_YOUR GOAL_
Between the line containing "registry seed set" and the line containing "pub fn registry(&self)" lies a run of lines; give that run again exactly, with both of those lines, and nothing else from the entries below.

BEGIN RECORD EXCERPTS

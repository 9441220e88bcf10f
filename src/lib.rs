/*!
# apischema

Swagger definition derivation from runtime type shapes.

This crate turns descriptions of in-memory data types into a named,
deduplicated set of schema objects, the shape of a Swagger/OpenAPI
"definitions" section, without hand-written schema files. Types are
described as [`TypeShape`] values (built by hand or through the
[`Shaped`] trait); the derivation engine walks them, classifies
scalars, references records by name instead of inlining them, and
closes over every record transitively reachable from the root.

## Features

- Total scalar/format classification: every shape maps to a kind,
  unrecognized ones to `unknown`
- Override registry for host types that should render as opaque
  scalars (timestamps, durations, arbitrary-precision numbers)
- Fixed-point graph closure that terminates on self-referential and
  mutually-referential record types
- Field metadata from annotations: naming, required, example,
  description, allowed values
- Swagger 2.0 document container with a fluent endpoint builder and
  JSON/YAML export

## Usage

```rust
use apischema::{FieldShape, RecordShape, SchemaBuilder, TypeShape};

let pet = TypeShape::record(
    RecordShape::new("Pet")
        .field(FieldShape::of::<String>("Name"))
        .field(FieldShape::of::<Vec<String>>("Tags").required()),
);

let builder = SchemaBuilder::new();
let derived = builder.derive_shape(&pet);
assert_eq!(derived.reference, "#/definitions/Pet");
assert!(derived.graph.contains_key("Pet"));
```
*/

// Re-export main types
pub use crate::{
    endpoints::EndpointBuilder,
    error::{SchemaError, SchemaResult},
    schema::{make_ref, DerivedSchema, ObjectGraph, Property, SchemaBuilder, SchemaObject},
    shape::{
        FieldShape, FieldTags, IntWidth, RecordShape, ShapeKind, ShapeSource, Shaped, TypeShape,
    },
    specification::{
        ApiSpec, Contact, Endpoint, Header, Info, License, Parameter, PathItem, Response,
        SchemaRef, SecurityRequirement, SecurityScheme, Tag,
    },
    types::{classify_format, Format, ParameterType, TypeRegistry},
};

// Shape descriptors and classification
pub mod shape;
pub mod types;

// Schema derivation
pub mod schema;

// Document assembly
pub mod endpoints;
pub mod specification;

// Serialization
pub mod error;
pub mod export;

END RECORD EXCERPTS
BEGIN RECORD EXCERPTS

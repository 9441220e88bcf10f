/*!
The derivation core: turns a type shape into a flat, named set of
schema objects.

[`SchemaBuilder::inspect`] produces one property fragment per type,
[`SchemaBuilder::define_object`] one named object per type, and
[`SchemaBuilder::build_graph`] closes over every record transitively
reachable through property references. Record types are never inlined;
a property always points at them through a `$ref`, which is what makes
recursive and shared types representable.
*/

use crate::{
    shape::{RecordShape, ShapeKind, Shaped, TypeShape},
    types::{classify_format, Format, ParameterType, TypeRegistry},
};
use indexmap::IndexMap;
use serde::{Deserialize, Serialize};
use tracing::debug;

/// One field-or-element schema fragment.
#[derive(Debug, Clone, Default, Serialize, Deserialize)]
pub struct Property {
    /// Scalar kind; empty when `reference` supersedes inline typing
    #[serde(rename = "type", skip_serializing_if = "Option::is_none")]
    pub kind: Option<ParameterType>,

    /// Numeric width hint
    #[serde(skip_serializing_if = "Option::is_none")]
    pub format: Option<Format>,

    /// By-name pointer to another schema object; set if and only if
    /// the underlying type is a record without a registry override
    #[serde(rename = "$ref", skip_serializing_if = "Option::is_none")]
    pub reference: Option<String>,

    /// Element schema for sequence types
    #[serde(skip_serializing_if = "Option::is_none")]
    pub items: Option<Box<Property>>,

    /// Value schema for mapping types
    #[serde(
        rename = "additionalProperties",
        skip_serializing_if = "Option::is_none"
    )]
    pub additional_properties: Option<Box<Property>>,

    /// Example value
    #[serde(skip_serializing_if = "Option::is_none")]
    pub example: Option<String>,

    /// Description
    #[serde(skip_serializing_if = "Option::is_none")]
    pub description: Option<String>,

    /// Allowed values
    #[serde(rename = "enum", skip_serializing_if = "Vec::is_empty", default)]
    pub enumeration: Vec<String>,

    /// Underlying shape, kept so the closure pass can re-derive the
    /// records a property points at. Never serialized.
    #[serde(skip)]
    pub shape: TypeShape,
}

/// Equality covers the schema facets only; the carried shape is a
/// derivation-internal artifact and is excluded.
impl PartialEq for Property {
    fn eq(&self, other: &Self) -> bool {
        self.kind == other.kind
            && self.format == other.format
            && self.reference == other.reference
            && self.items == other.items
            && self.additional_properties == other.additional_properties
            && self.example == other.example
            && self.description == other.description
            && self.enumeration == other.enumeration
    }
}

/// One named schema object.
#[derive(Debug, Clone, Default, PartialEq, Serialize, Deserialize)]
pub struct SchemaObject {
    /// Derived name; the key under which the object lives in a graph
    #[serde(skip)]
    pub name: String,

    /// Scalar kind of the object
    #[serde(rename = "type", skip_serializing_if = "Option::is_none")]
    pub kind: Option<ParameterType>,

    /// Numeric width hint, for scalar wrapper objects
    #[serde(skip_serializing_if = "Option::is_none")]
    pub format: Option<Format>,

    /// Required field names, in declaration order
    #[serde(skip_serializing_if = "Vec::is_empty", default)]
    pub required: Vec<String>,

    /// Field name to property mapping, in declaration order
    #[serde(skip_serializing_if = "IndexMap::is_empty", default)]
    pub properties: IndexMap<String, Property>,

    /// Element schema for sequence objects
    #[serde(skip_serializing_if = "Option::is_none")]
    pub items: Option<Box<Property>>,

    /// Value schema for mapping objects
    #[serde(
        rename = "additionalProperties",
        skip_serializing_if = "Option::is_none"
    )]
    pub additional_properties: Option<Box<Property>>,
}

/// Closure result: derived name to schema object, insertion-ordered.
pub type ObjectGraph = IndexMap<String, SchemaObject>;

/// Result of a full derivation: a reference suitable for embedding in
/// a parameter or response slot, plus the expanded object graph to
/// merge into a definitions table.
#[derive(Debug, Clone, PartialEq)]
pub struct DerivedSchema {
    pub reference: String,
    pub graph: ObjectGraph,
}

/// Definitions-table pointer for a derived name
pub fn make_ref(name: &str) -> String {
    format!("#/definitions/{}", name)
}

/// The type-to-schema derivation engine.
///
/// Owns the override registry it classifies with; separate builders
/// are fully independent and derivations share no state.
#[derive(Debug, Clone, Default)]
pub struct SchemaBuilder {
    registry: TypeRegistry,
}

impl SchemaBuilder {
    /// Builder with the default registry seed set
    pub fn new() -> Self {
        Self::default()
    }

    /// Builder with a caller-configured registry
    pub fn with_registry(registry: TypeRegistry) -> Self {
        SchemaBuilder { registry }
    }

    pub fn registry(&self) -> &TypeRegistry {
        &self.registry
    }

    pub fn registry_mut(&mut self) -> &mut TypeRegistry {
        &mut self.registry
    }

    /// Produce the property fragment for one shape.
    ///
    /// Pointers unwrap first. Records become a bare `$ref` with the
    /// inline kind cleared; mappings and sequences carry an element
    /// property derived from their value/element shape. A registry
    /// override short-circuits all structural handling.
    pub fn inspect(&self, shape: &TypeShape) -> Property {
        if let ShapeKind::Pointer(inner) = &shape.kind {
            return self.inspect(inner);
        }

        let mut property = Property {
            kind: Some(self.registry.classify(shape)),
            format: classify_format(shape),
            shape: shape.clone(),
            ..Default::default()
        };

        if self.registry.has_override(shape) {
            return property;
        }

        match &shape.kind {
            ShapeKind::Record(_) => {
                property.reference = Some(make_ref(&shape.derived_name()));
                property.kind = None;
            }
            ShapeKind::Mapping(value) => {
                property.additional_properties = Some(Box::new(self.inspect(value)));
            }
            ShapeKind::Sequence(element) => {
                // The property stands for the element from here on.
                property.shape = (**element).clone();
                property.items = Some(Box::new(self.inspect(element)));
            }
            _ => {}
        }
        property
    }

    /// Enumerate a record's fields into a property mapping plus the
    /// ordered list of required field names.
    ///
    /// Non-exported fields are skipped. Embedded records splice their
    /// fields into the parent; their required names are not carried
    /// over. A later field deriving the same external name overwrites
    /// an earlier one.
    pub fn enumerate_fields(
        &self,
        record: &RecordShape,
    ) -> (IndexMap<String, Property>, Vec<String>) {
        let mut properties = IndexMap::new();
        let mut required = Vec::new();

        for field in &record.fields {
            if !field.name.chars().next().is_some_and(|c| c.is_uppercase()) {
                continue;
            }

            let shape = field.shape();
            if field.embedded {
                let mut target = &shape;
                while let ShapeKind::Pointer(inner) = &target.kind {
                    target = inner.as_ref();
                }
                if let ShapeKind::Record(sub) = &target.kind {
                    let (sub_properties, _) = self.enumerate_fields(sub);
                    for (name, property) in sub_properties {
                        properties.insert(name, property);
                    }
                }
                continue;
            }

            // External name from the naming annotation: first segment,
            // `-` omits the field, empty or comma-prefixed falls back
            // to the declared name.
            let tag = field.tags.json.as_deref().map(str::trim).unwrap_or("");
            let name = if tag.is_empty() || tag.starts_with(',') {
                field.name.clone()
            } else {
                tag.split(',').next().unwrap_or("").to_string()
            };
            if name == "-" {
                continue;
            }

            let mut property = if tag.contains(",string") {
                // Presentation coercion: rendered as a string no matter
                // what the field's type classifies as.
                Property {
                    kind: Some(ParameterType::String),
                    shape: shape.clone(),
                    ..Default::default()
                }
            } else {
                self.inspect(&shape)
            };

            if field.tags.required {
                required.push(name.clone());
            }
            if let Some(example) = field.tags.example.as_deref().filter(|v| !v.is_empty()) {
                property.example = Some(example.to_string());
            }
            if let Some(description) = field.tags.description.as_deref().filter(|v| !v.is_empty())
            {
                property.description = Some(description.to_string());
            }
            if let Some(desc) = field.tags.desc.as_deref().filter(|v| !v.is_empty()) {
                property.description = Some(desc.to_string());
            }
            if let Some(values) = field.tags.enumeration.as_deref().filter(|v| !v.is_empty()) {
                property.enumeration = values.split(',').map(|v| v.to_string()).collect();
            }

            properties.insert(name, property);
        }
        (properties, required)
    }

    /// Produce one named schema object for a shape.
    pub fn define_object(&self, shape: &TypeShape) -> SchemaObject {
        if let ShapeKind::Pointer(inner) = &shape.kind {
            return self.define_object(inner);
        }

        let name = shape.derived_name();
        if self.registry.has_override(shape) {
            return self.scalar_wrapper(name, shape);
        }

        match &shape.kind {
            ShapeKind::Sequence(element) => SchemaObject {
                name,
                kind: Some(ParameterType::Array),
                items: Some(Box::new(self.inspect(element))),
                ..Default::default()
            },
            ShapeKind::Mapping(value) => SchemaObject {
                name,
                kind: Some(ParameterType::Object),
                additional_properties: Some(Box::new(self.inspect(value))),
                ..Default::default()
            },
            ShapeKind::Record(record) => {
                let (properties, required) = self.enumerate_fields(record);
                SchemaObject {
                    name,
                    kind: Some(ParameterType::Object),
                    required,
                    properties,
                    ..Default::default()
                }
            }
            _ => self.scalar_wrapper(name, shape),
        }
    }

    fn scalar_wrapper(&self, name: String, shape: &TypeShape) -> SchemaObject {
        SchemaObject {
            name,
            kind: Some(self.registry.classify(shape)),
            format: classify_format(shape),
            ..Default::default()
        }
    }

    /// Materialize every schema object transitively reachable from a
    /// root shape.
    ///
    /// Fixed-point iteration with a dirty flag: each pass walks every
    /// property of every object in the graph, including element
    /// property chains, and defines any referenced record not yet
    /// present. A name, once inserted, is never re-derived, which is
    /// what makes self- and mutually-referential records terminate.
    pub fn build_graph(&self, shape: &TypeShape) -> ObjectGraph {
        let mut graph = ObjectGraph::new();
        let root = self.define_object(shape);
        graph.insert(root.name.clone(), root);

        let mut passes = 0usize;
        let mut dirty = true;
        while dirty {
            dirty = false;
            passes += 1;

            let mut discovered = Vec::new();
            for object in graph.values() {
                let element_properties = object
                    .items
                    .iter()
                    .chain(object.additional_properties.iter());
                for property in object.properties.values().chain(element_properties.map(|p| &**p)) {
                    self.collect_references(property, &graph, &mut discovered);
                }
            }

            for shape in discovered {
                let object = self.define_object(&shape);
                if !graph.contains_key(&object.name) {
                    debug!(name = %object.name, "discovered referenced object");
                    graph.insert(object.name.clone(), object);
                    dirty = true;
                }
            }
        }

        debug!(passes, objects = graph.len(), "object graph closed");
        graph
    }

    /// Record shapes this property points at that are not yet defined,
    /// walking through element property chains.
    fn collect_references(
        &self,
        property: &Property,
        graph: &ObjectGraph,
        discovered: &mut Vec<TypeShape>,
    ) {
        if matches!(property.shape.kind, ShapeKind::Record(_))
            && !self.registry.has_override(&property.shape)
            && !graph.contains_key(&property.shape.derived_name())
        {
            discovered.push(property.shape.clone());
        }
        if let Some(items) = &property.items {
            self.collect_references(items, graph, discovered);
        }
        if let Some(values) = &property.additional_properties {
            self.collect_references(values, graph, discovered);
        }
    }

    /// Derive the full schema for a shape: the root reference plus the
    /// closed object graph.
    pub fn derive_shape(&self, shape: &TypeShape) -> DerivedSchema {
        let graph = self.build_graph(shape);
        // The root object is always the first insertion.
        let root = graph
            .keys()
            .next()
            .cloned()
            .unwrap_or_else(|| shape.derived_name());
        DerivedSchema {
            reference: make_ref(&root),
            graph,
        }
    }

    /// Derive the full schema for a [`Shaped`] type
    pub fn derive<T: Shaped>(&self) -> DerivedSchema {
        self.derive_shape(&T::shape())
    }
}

END RECORD EXCERPTS

_ANSWER TO THIS TASK_
    /// Builder with the default registry seed set
    pub fn new() -> Self {
        Self::default()
    }

    /// Builder with a caller-configured registry
    pub fn with_registry(registry: TypeRegistry) -> Self {
        SchemaBuilder { registry }
    }

    pub fn registry(&self) -> &TypeRegistry {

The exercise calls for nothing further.